News & Politics

'Justice Is Not the Goal:' NAACP Image Awards Host Wants Jussie Smollett to Win

'Justice Is Not the Goal:' NAACP Image Awards Host Wants Jussie Smollett to Win
In this March 6, 2018 file photo, actor-singer Jussie Smollett, from the Fox series, "Empire," poses for a portrait in New York. (Photo by Victoria Will/Invision/AP, File)

On Wednesday, Anthony Anderson, host of the NAACP Image Awards, said he wanted Empire star Jussie Smollett to win, despite the controversy over Smollett’s hate hoax. Smollett was nominated for an award in February, but at least one black leadership group has called for the NAACP to rescind the nomination following the hate hoax. As of Thursday night, the nomination has not been rescinded, to the consternation of many.

“I think what he did was bad for the culture. I don’t know what the penalty should be, but being honored for it is the worst. The NCAAP is way out of wack with this but they reflect a culture hell bent on tit for tat and revenge instead of actual justice and human rights,” Naithan Jones, a market development officer for a Silicon Valley firm, told PJ Media.

Jones insisted that the continued nomination is “an admission by certain parts of the culture that justice isn’t the goal, petty revenge is.” He went on to ask, “How is that a win? Revenge and pettiness are destructive forces not regenerative. But people are fairly stupid and refuse to think for themselves days. Much easier to indulge impulse.”

The NAACP did not respond to PJ Media’s request for comment in response to such criticism.

In fact, the NAACP has not tweeted about Smollett since January 30.

As for Anderson, the awards host, he told Variety he hoped to see Smollett at the awards show on March 30. He added, “I hope he wins. I’m happy for him that the system worked for him in his favor because the system isn’t always fair, especially for people of color.”

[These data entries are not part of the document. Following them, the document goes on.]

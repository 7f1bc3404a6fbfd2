//! # Kardex Core
//!
//! Form logic for the Kardex patient intake screen.
//!
//! This crate contains the host-independent parts of the intake form:
//! - The field-rule engine mapping the patient status flags to enabled/required state
//! - Record hydration from backend payloads, including ISO to `DD/MM/YYYY` conversion
//! - Client-side submission checks and application of server-side field errors
//! - Sequenced record lookups and the reception flow, behind the [`KardexBackend`] seam
//!
//! **No transport concerns**: the HTTP client lives in `kardex-api-client`; rendering and
//! event wiring belong to whatever host drives a [`PatientForm`].

pub mod backend;
pub mod config;
pub mod constants;
pub mod dates;
pub mod error;
pub mod fields;
pub mod form;
pub mod hydration;
pub mod lookup;
pub mod record;
pub mod registry;
pub mod rules;
pub mod session;
pub mod submission;
pub mod validation;

pub use backend::KardexBackend;
pub use config::CoreConfig;
pub use error::{KardexError, KardexResult, SubmissionError};
pub use fields::{FieldId, FieldKind};
pub use form::{Control, PatientForm};
pub use hydration::{hydrate, hydrate_ficha, FichaSummary, HydrationReport};
pub use lookup::{LookupKind, SearchOutcome};
pub use record::{FichaRecord, PatientPath, PatientRecord, ReceptionRecord, SelectOption};
pub use registry::FieldRegistry;
pub use rules::{apply_rules, compute_field_state, FieldState, PatientFlags};
pub use session::IntakeSession;
pub use submission::{FormResponse, MarkReceivedRequest, MarkReceivedResponse, SubmitOutcome};
pub use validation::{sanitize_positive_number, validate_submission};
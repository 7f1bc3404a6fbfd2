//! # API Client
//!
//! HTTP implementation of [`kardex_core::KardexBackend`] for the Kardex REST backend.
//!
//! Handles:
//! - Record lookups and fetch-by-id against `/api/ingreso-paciente-ficha/`
//! - Reception search, fetch and mark-received against `/api/recepcion-ficha/`
//! - Form-encoded submissions carrying the CSRF token
//!
//! Transport failures are mapped into [`kardex_core::KardexError::Backend`]; a 404 on an
//! item endpoint becomes [`kardex_core::KardexError::NotFound`].

#![warn(rust_2018_idioms)]

mod client;
mod error;

pub use client::HttpBackend;
pub use error::{ClientError, ClientResult};
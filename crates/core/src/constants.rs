//! Constants used throughout the Kardex core crate.
//!
//! Endpoint paths, wire field names and display formats live here so the client, the
//! session and the hydrator agree on them.

/// Backend base URL used when no explicit URL is configured.
pub const DEFAULT_API_BASE_URL: &str = "http://127.0.0.1:8000";

/// Collection endpoint for record ("ficha") lookups and fetch-by-id.
pub const FICHA_ENDPOINT: &str = "/api/ingreso-paciente-ficha/";

/// Collection endpoint for records awaiting reception.
pub const RECEPTION_ENDPOINT: &str = "/api/recepcion-ficha/";

/// Action segment appended to a reception item URL to mark it received.
pub const MARK_RECEIVED_ACTION: &str = "mark_received/";

/// Form field carrying the CSRF token on every POST.
pub const CSRF_FIELD_NAME: &str = "csrfmiddlewaretoken";

/// Header marking a request as AJAX so the backend answers with JSON envelopes.
pub const REQUESTED_WITH_HEADER: &str = "X-Requested-With";
pub const REQUESTED_WITH_VALUE: &str = "XMLHttpRequest";

/// `chrono` format of ISO calendar dates on the wire.
pub const ISO_DATE_FORMAT: &str = "%Y-%m-%d";

/// `chrono` format of dates shown in the form.
pub const DISPLAY_DATE_FORMAT: &str = "%d/%m/%Y";

/// Text shown for a record timestamp the backend did not send.
pub const MISSING_DATE_PLACEHOLDER: &str = "-";

/// Cover sheet PDF for a record; the record id and a trailing slash are appended.
pub const COVER_SHEET_PDF_PREFIX: &str = "/kardex/pdfs/ficha/";

/// Sticker sheet PDF for a record; the record id and a trailing slash are appended.
pub const STICKERS_PDF_PREFIX: &str = "/kardex/pdfs/stickers/ficha/";

/// Joins multiple server-side messages for one field.
pub const FEEDBACK_SEPARATOR: &str = ", ";

/// Value a checked checkbox contributes to submitted form data.
pub const CHECKBOX_ON_VALUE: &str = "on";
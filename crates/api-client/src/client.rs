//! [`KardexBackend`] over HTTP.
//!
//! Every request carries `X-Requested-With: XMLHttpRequest` so the backend answers with
//! JSON envelopes instead of redirects. POST bodies are form-encoded with the CSRF token
//! as the first field, matching what a browser form submission sends.

use crate::error::{ClientError, ClientResult};
use async_trait::async_trait;
use kardex_core::constants::{
    CSRF_FIELD_NAME, FICHA_ENDPOINT, MARK_RECEIVED_ACTION, RECEPTION_ENDPOINT,
    REQUESTED_WITH_HEADER, REQUESTED_WITH_VALUE,
};
use kardex_core::record::LookupResponse;
use kardex_core::{
    CoreConfig, FormResponse, KardexBackend, KardexError, KardexResult, LookupKind,
    MarkReceivedRequest, MarkReceivedResponse, SelectOption,
};
use kardex_types::NonEmptyText;
use reqwest::{Client, RequestBuilder, Response, StatusCode};
use serde::de::DeserializeOwned;
use serde_json::Value;
use std::sync::Arc;

#[derive(Clone, Debug)]
pub struct HttpBackend {
    client: Client,
    cfg: Arc<CoreConfig>,
}

impl HttpBackend {
    /// Build a backend with its own connection pool.
    pub fn new(cfg: Arc<CoreConfig>) -> ClientResult<Self> {
        let client = Client::builder().build().map_err(ClientError::Build)?;
        Ok(Self::with_client(client, cfg))
    }

    pub fn with_client(client: Client, cfg: Arc<CoreConfig>) -> Self {
        Self { client, cfg }
    }

    pub fn config(&self) -> &CoreConfig {
        &self.cfg
    }

    fn get(&self, url: &str) -> RequestBuilder {
        tracing::debug!(url, "GET");
        self.client
            .get(url)
            .header(REQUESTED_WITH_HEADER, REQUESTED_WITH_VALUE)
    }

    fn post(&self, url: &str) -> RequestBuilder {
        tracing::debug!(url, "POST");
        self.client
            .post(url)
            .header(REQUESTED_WITH_HEADER, REQUESTED_WITH_VALUE)
    }

    fn lookup_request(&self, kind: LookupKind, term: &NonEmptyText) -> RequestBuilder {
        self.get(&self.cfg.api_url(FICHA_ENDPOINT))
            .query(&[("search", term.as_str()), ("tipo", kind.as_query_value())])
    }

    fn ficha_url(&self, ficha_id: i64) -> String {
        self.cfg.api_url(&format!("{FICHA_ENDPOINT}{ficha_id}/"))
    }

    fn reception_search_request(&self, term: &NonEmptyText) -> RequestBuilder {
        self.get(&self.cfg.api_url(RECEPTION_ENDPOINT))
            .query(&[("search", term.as_str())])
    }

    fn reception_url(&self, movement_id: i64) -> String {
        self.cfg
            .api_url(&format!("{RECEPTION_ENDPOINT}{movement_id}/"))
    }

    fn mark_received_request(
        &self,
        movement_id: i64,
        request: &MarkReceivedRequest,
        csrf_token: &str,
    ) -> RequestBuilder {
        let url = self.cfg.api_url(&format!(
            "{RECEPTION_ENDPOINT}{movement_id}/{MARK_RECEIVED_ACTION}"
        ));
        let mut pairs = vec![(CSRF_FIELD_NAME, csrf_token.to_string())];
        pairs.extend(request.form_pairs());
        self.post(&url).form(&pairs)
    }

    /// Form actions are usually site-relative (`/kardex/...`); absolute URLs are used as is.
    fn action_url(&self, action: &str) -> String {
        if action.starts_with("http://") || action.starts_with("https://") {
            action.to_string()
        } else {
            self.cfg.api_url(action)
        }
    }
}

/// Decode a successful JSON response. 404 is reported separately so callers can tell a
/// missing record from a failing backend.
async fn read_json<T: DeserializeOwned>(response: Response) -> ClientResult<T> {
    let status = response.status();
    let url = response.url().to_string();
    if status == StatusCode::NOT_FOUND {
        return Err(ClientError::NotFound { url });
    }
    let body = response.text().await?;
    if !status.is_success() {
        return Err(ClientError::status(status.as_u16(), url, &body));
    }
    serde_json::from_str(&body).map_err(|source| ClientError::Decode { url, source })
}

/// Decode a JSON envelope whatever the status; form views answer validation failures with
/// 400 and a normal envelope. Only an undecodable error response is a transport error.
async fn read_envelope<T: DeserializeOwned>(response: Response) -> ClientResult<T> {
    let status = response.status();
    let url = response.url().to_string();
    let body = response.text().await?;
    match serde_json::from_str(&body) {
        Ok(envelope) => Ok(envelope),
        Err(_) if !status.is_success() => Err(ClientError::status(status.as_u16(), url, &body)),
        Err(source) => Err(ClientError::Decode { url, source }),
    }
}

#[async_trait]
impl KardexBackend for HttpBackend {
    async fn lookup(&self, kind: LookupKind, term: &NonEmptyText) -> KardexResult<Vec<Value>> {
        let response = self.lookup_request(kind, term).send().await.map_err(ClientError::from)?;
        let hits: LookupResponse<Value> = read_json(response).await?;
        Ok(hits.into_items())
    }

    async fn fetch_ficha(&self, ficha_id: i64) -> KardexResult<Value> {
        let response = self
            .get(&self.ficha_url(ficha_id))
            .send()
            .await
            .map_err(ClientError::from)?;
        match read_json(response).await {
            Err(ClientError::NotFound { .. }) => Err(KardexError::NotFound {
                kind: LookupKind::Ficha.to_string(),
                term: ficha_id.to_string(),
            }),
            other => Ok(other?),
        }
    }

    async fn search_receptions(&self, term: &NonEmptyText) -> KardexResult<Vec<SelectOption>> {
        let response = self
            .reception_search_request(term)
            .send()
            .await
            .map_err(ClientError::from)?;
        let options: LookupResponse<SelectOption> = read_json(response).await?;
        Ok(options.into_items())
    }

    async fn fetch_reception(&self, movement_id: i64) -> KardexResult<Value> {
        let response = self
            .get(&self.reception_url(movement_id))
            .send()
            .await
            .map_err(ClientError::from)?;
        match read_json(response).await {
            Err(ClientError::NotFound { .. }) => Err(KardexError::NotFound {
                kind: "movement".to_string(),
                term: movement_id.to_string(),
            }),
            other => Ok(other?),
        }
    }

    async fn mark_received(
        &self,
        movement_id: i64,
        request: &MarkReceivedRequest,
        csrf_token: &str,
    ) -> KardexResult<MarkReceivedResponse> {
        let response = self
            .mark_received_request(movement_id, request, csrf_token)
            .send()
            .await
            .map_err(ClientError::from)?;
        Ok(read_envelope(response).await?)
    }

    async fn submit_form(
        &self,
        action: &str,
        data: &[(String, String)],
    ) -> KardexResult<FormResponse> {
        let response = self
            .post(&self.action_url(action))
            .form(data)
            .send()
            .await
            .map_err(ClientError::from)?;
        Ok(read_envelope(response).await?)
    }
}
//! Fluxel is a motion-graphics compositor core.
//!
//! It turns a scene of animated layers into per-frame pixel effects in three
//! stages:
//!
//! 1. **Evaluate**: `Scene + time -> EvaluatedScene` (keyframe tracks sampled
//!    into a fully resolved property snapshot)
//! 2. **Field** (optional): `alpha source -> DistanceField` via jump flooding
//! 3. **Fill**: snapshot + source pixels -> masked fill compositing
//!
//! The key design constraints in v0.1.0:
//!
//! - **No unsafe**: `unsafe` is forbidden in this crate.
//! - **Deterministic-by-default**: evaluation and compositing are pure and
//!   stable for a given input; nothing here retries or caches.
//! - **No IO**: sources arrive as in-memory premultiplied RGBA8 buffers.
//! - **Explicit time**: the [`Timeline`] is driven by host-provided deltas,
//!   there is no internal frame-callback loop.
#![forbid(unsafe_code)]

pub mod anim;
pub mod anim_ease;
pub mod core;
pub mod error;
pub mod eval;
pub mod fill;
pub mod fx;
pub mod model;
pub mod pipeline;
pub mod pool;
pub mod sdf;
pub mod timeline;

pub use anim::{Bounded, Keyframe, Lerp, Track};
pub use anim_ease::Ease;
pub use crate::core::{Extent, Rgba8Premul, Vec2};
pub use error::{FluxelError, FluxelResult};
pub use eval::{EvaluatedScene, Evaluator, LayerSnapshot, ResolvedFill};
pub use fill::{FillDistance, apply_fill, blend_keep_alpha, over};
pub use fx::{FillConfig, FillDirection, FillEffect, parse_fill};
pub use model::{Effect, Layer, LayerProps, Scene};
pub use pipeline::{DistanceMode, render_fills, render_fills_with};
pub use pool::SurfacePool;
pub use sdf::{DistCell, DistanceField, generate_distance_field, generate_distance_field_pooled};
pub use timeline::{LoopMode, Timeline};
use crate::error::{FluxelError, FluxelResult};

pub use kurbo::{Point, Vec2};

/// Pixel dimensions of a source or target buffer.
#[derive(Clone, Copy, Debug, PartialEq, Eq, Hash, serde::Serialize, serde::Deserialize)]
pub struct Extent {
    pub width: u32,
    pub height: u32,
}

impl Extent {
    pub fn new(width: u32, height: u32) -> FluxelResult<Self> {
        if width == 0 || height == 0 {
            return Err(FluxelError::validation("Extent width/height must be > 0"));
        }
        Ok(Self { width, height })
    }

    pub fn pixels(self) -> usize {
        (self.width as usize) * (self.height as usize)
    }

    /// Expected length of an RGBA8 buffer covering this extent.
    pub fn rgba8_len(self) -> FluxelResult<usize> {
        self.pixels()
            .checked_mul(4)
            .ok_or_else(|| FluxelError::evaluation("rgba8 buffer size overflow"))
    }

    pub fn max_dim(self) -> u32 {
        self.width.max(self.height)
    }
}

/// Premultiplied RGBA8 (r,g,b already multiplied by a).
#[derive(Clone, Copy, Debug, PartialEq, Eq, serde::Serialize, serde::Deserialize)]
pub struct Rgba8Premul {
    pub r: u8,
    pub g: u8,
    pub b: u8,
    pub a: u8,
}

impl Rgba8Premul {
    pub fn transparent() -> Self {
        Self {
            r: 0,
            g: 0,
            b: 0,
            a: 0,
        }
    }

    pub fn from_straight_rgba(r: u8, g: u8, b: u8, a: u8) -> Self {
        fn premul(c: u8, a: u8) -> u8 {
            let c = u16::from(c);
            let a = u16::from(a);
            (((c * a) + 127) / 255) as u8
        }

        Self {
            r: premul(r, a),
            g: premul(g, a),
            b: premul(b, a),
            a,
        }
    }

    pub fn to_array(self) -> [u8; 4] {
        [self.r, self.g, self.b, self.a]
    }
}

#[cfg(test)]
mod tests {
    use super::*;

    #[test]
    fn extent_rejects_zero_dims() {
        assert!(Extent::new(0, 4).is_err());
        assert!(Extent::new(4, 0).is_err());
        assert!(Extent::new(4, 4).is_ok());
    }

    #[test]
    fn extent_rgba8_len_counts_channels() {
        let e = Extent::new(10, 3).unwrap();
        assert_eq!(e.rgba8_len().unwrap(), 120);
        assert_eq!(e.max_dim(), 10);
    }

    #[test]
    fn straight_to_premul_scales_channels() {
        let px = Rgba8Premul::from_straight_rgba(255, 128, 0, 128);
        assert_eq!(px.a, 128);
        assert_eq!(px.r, 128);
        assert_eq!(px.g, 64);
        assert_eq!(px.b, 0);
    }

    #[test]
    fn opaque_straight_is_unchanged() {
        let px = Rgba8Premul::from_straight_rgba(10, 20, 30, 255);
        assert_eq!(px.to_array(), [10, 20, 30, 255]);
    }
}
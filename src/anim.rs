use crate::{
    anim_ease::Ease,
    core::Vec2,
    error::{FluxelError, FluxelResult},
};

/// Linear interpolation between two values of the same type.
pub trait Lerp: Sized {
    fn lerp(a: &Self, b: &Self, t: f64) -> Self;
}

impl Lerp for f64 {
    fn lerp(a: &Self, b: &Self, t: f64) -> Self {
        a + (b - a) * t
    }
}

impl Lerp for Vec2 {
    fn lerp(a: &Self, b: &Self, t: f64) -> Self {
        Vec2::new(a.x + (b.x - a.x) * t, a.y + (b.y - a.y) * t)
    }
}

/// Clamp capability for track min/max bounds.
pub trait Bounded: Sized {
    fn clamp_to(self, min: &Self, max: &Self) -> Self;
}

impl Bounded for f64 {
    fn clamp_to(self, min: &Self, max: &Self) -> Self {
        self.clamp(*min, *max)
    }
}

impl Bounded for Vec2 {
    fn clamp_to(self, min: &Self, max: &Self) -> Self {
        Vec2::new(self.x.clamp(min.x, max.x), self.y.clamp(min.y, max.y))
    }
}

#[derive(Clone, Debug, serde::Serialize, serde::Deserialize)]
#[serde(bound(
    serialize = "T: serde::Serialize",
    deserialize = "T: serde::Deserialize<'de>"
))]
pub struct Keyframe<T> {
    pub time: f64, // seconds, >= 0
    pub value: T,
    #[serde(default)]
    pub ease: Ease, // ease governing the transition arriving at this key
    // Reserved for Bezier interpolation; carried, not consulted.
    #[serde(default)]
    pub in_tangent: Option<T>,
    #[serde(default)]
    pub out_tangent: Option<T>,
}

impl<T> Keyframe<T> {
    pub fn new(time: f64, value: T) -> Self {
        Self {
            time,
            value,
            ease: Ease::Linear,
            in_tangent: None,
            out_tangent: None,
        }
    }

    pub fn with_ease(mut self, ease: Ease) -> Self {
        self.ease = ease;
        self
    }
}

/// One animatable property: a default value, optional clamp bounds, and a
/// time-sorted keyframe sequence. Never shared between entities.
#[derive(Clone, Debug, serde::Serialize, serde::Deserialize)]
pub struct Track<T> {
    pub default: T,
    pub min: Option<T>,
    pub max: Option<T>,
    keys: Vec<Keyframe<T>>, // sorted by time, equal times keep insertion order
}

impl<T> Track<T>
where
    T: Lerp + Clone,
{
    pub fn new(default: T) -> Self {
        Self {
            default,
            min: None,
            max: None,
            keys: Vec::new(),
        }
    }

    pub fn with_bounds(mut self, min: T, max: T) -> Self {
        self.min = Some(min);
        self.max = Some(max);
        self
    }

    pub fn keys(&self) -> &[Keyframe<T>] {
        &self.keys
    }

    /// Insert a keyframe and re-sort by time. The sort is stable, so a key
    /// added at an already-occupied time lands after the existing entries and
    /// governs lookups at exactly that time.
    pub fn add_key(&mut self, key: Keyframe<T>) -> FluxelResult<()> {
        if !key.time.is_finite() || key.time < 0.0 {
            return Err(FluxelError::animation(
                "keyframe time must be finite and >= 0",
            ));
        }
        self.keys.push(key);
        self.keys.sort_by(|a, b| a.time.total_cmp(&b.time));
        Ok(())
    }

    /// Remove every keyframe; the default value is untouched.
    pub fn clear_keys(&mut self) {
        self.keys.clear();
    }

    pub fn validate(&self) -> FluxelResult<()> {
        for key in &self.keys {
            if !key.time.is_finite() || key.time < 0.0 {
                return Err(FluxelError::animation(
                    "keyframe time must be finite and >= 0",
                ));
            }
        }
        if !self.keys.windows(2).all(|w| w[0].time <= w[1].time) {
            return Err(FluxelError::animation("keyframes must be sorted by time"));
        }
        Ok(())
    }

    /// Sample the track at a query time.
    ///
    /// Flat extrapolation outside the keyed range; between keys the easing of
    /// the *arrival* keyframe shapes the transition (the first key's ease is
    /// never consulted). Never clamps; see [`Track::clamp`].
    pub fn value_at(&self, time: f64) -> T {
        if self.keys.is_empty() {
            return self.default.clone();
        }

        let idx = self.keys.partition_point(|k| k.time <= time);
        if idx == 0 {
            return self.keys[0].value.clone();
        }
        if idx >= self.keys.len() {
            return self.keys[self.keys.len() - 1].value.clone();
        }

        let a = &self.keys[idx - 1];
        let b = &self.keys[idx];
        let span = b.time - a.time;
        // Coincident keys: defined progress 0 rather than 0/0.
        let progress = if span > 0.0 { (time - a.time) / span } else { 0.0 };
        let eased = b.ease.apply(progress);
        T::lerp(&a.value, &b.value, eased)
    }
}

impl<T> Track<T>
where
    T: Bounded + Clone,
{
    /// Bound a sampled value to `[min, max]` when both bounds are set.
    /// Sampling and clamping are separate on purpose: `value_at` never clamps.
    pub fn clamp(&self, value: T) -> T {
        match (&self.min, &self.max) {
            (Some(min), Some(max)) => value.clamp_to(min, max),
            _ => value,
        }
    }
}
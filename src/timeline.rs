use crate::error::{FluxelError, FluxelResult};

#[derive(Clone, Copy, Debug, PartialEq, Eq, serde::Serialize, serde::Deserialize)]
pub enum LoopMode {
    /// Clamp at the end of the timeline.
    Hold,
    Repeat,
    PingPong,
}

/// Explicit-tick playback clock.
///
/// The host drives this with elapsed-time deltas; there is no internal
/// scheduling state, so feeding synthetic deltas gives deterministic replays.
/// Seeking is always safe mid-frame: the next evaluation simply uses the new
/// cursor, no partial frame survives.
#[derive(Clone, Debug)]
pub struct Timeline {
    duration: f64,
    mode: LoopMode,
    cursor: f64,     // unwrapped elapsed time
}

impl Timeline {
    pub fn new(duration_secs: f64) -> FluxelResult<Self> {
        if !duration_secs.is_finite() || duration_secs <= 0.0 {
            return Err(FluxelError::validation(
                "timeline duration must be finite and > 0",
            ));
        }
        Ok(Self {
            duration: duration_secs,
            mode: LoopMode::Hold,
            cursor: 0.0,
        })
    }

    pub fn with_mode(mut self, mode: LoopMode) -> Self {
        self.mode = mode;
        self
    }

    pub fn duration(&self) -> f64 {
        self.duration
    }

    /// Advance by a host-provided delta and return the new query time.
    pub fn tick(&mut self, dt_secs: f64) -> FluxelResult<f64> {
        if !dt_secs.is_finite() || dt_secs < 0.0 {
            return Err(FluxelError::validation(
                "tick delta must be finite and >= 0",
            ));
        }
        self.cursor += dt_secs;
        Ok(self.time())
    }

    /// Jump the cursor; clamped into `[0, duration]`.
    pub fn seek(&mut self, t_secs: f64) {
        let t = if t_secs.is_finite() { t_secs } else { 0.0 };
        self.cursor = t.clamp(0.0, self.duration);
    }

    /// Current query time folded into `[0, duration]` per the loop mode.
    pub fn time(&self) -> f64 {
        match self.mode {
            LoopMode::Hold => self.cursor.min(self.duration),
            LoopMode::Repeat => {
                let t = self.cursor % self.duration;
                if t < 0.0 { 0.0 } else { t }
            }
            LoopMode::PingPong => {
                let cycle = 2.0 * self.duration;
                let pos = self.cursor % cycle;
                if pos <= self.duration {
                    pos
                } else {
                    cycle - pos
                }
            }
        }
    }
}

#[cfg(test)]
mod tests {
    use super::*;

    #[test]
    fn rejects_bad_duration() {
        assert!(Timeline::new(0.0).is_err());
        assert!(Timeline::new(-1.0).is_err());
        assert!(Timeline::new(f64::INFINITY).is_err());
    }

    #[test]
    fn hold_clamps_at_end() {
        let mut tl = Timeline::new(2.0).unwrap();
        assert_eq!(tl.tick(1.5).unwrap(), 1.5);
        assert_eq!(tl.tick(1.5).unwrap(), 2.0);
        assert_eq!(tl.time(), 2.0);
    }

    #[test]
    fn repeat_wraps() {
        let mut tl = Timeline::new(2.0).unwrap().with_mode(LoopMode::Repeat);
        tl.tick(5.0).unwrap();
        assert!((tl.time() - 1.0).abs() < 1e-12);
    }

    #[test]
    fn ping_pong_reflects() {
        let mut tl = Timeline::new(2.0).unwrap().with_mode(LoopMode::PingPong);
        tl.tick(3.0).unwrap();
        assert!((tl.time() - 1.0).abs() < 1e-12);
        tl.tick(2.0).unwrap();
        assert!((tl.time() - 1.0).abs() < 1e-12);
    }

    #[test]
    fn seek_is_clamped_and_safe() {
        let mut tl = Timeline::new(2.0).unwrap();
        tl.tick(1.0).unwrap();
        tl.seek(99.0);
        assert_eq!(tl.time(), 2.0);
        tl.seek(-1.0);
        assert_eq!(tl.time(), 0.0);
    }

    #[test]
    fn synthetic_deltas_are_deterministic() {
        let run = || {
            let mut tl = Timeline::new(1.0).unwrap().with_mode(LoopMode::Repeat);
            (0..10)
                .map(|_| tl.tick(0.3).unwrap())
                .collect::<Vec<f64>>()
        };
        assert_eq!(run(), run());
    }

    #[test]
    fn rejects_bad_delta() {
        let mut tl = Timeline::new(1.0).unwrap();
        assert!(tl.tick(-0.1).is_err());
        assert!(tl.tick(f64::NAN).is_err());
    }
}
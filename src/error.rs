pub type FluxelResult<T> = Result<T, FluxelError>;

#[derive(thiserror::Error, Debug)]
pub enum FluxelError {
    #[error("validation error: {0}")]
    Validation(String),

    #[error("animation error: {0}")]
    Animation(String),

    #[error("evaluation error: {0}")]
    Evaluation(String),

    #[error(transparent)]
    Other(#[from] anyhow::Error),
}

impl FluxelError {
    pub fn validation(msg: impl Into<String>) -> Self {
        Self::Validation(msg.into())
    }

    pub fn animation(msg: impl Into<String>) -> Self {
        Self::Animation(msg.into())
    }

    pub fn evaluation(msg: impl Into<String>) -> Self {
        Self::Evaluation(msg.into())
    }
}
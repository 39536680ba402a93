/// The shallow-merge contract between a state type and its patch type.
///
/// `merge` returns a new state in which every field the patch carries
/// overrides the corresponding top-level field, and every field the patch
/// omits is taken from `self` unchanged. Nested structures carried by a
/// patch replace the old value wholesale; nothing recurses.
///
/// A patch is typically a mirror struct with every field wrapped in
/// `Option`. Using `type Patch = Self` gives whole-value replacement
/// semantics instead.
///
/// # Examples
///
/// ```
/// use cradle::Merge;
///
/// #[derive(Clone, Debug, PartialEq)]
/// struct Settings {
///     volume: u8,
///     muted: bool,
/// }
///
/// #[derive(Default)]
/// struct SettingsPatch {
///     volume: Option<u8>,
///     muted: Option<bool>,
/// }
///
/// impl Merge for Settings {
///     type Patch = SettingsPatch;
///
///     fn merge(&self, patch: SettingsPatch) -> Self {
///         Settings {
///             volume: patch.volume.unwrap_or(self.volume),
///             muted: patch.muted.unwrap_or(self.muted),
///         }
///     }
/// }
///
/// let settings = Settings { volume: 7, muted: false };
/// let next = settings.merge(SettingsPatch { muted: Some(true), ..Default::default() });
/// assert_eq!(next, Settings { volume: 7, muted: true });
/// ```
pub trait Merge {
    /// The partial-update type accepted by [`merge`](Merge::merge).
    type Patch;

    /// Combine the current state with a patch, producing the next state.
    fn merge(&self, patch: Self::Patch) -> Self;
}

“So I’m glad it worked out for him,” the host continued. “It’s not my place or any other person’s place to judge him or what not, but I’m glad the he’s nominated…I hope he wins because I’d be interested to hear his speech.”

Smollett continues to claim that on January 29, masked white attackers wearing MAGA hats had screamed, “This is MAGA country!” before seizing him, putting a noose around his neck, and pouring an unknown bleach-scented liquid on him.

Last month, police announced that they had turned against Smollett upon discovering evidence that suggested the Empire actor had paid Olabinjo “Ola” Osundairo and his brother Abimbola “Abel” Osundairo to attack him. Unearthed evidence included receipts showing the brothers buying the rope used in the attack and a check Smollett gave them.

After police turned on Smollett, prosecutors charged him with 16 felony counts. Mysteriously on Tuesday, the prosecutors dropped all 16 counts. Smollett and his attorneys insisted he had been telling the truth from the beginning, but the police and even Mayor Rahm Emanuel did not buy it. Emanuel called the dropping of the charges a “whitewash of justice.”

The local police union called on the DOJ to investigate State’s AttorneyKim Foxx, whose office was behind the decision to drop the charges. On Thursday morning, President Trump announced a federal investigation into the Smollett case.

Earlier this month, Project 21, a prominent black leadership network, called for the NAACP to rescind the Image Award nomination. He had been nominated for “Outstanding Supporting Actor in a Drama Series.” This is his fourth consecutive nomination for the award, and he won that award in 2017, along with three different music-related Image Awards for his work on Empire.

“Everyone has a reason to be disappointed with Jussie Smollett right now, and these accumulated reasons justify the NAACP taking swift and appropriate action to remove him from consideration for its Image Award,” Project 21 co-chairman Council Nedd II said in a statement on March 18.

“Smollett is charged with perpetrating a hate crime hoax that wasted valuable police resources and stoked racial tensions nationwide. It hurt our nation’s ability to heal its racial wounds and made the NAACP’s civil rights goals harder to achieve” Nedd II continued. “The NAACP needs to make it clear that his behavior is not OK by removing him from contention for an Image Award.”

The NAACP needs to explain itself, as does Anthony Anderson. Smollett may have been exonerated in a miscarriage of justice, but the NAACP and the Image Awards host should not honor him after what he has done. In this context, such a nomination — and the expressed hope that Smollett would win an award — cannot be separated from the hate hoax scandal.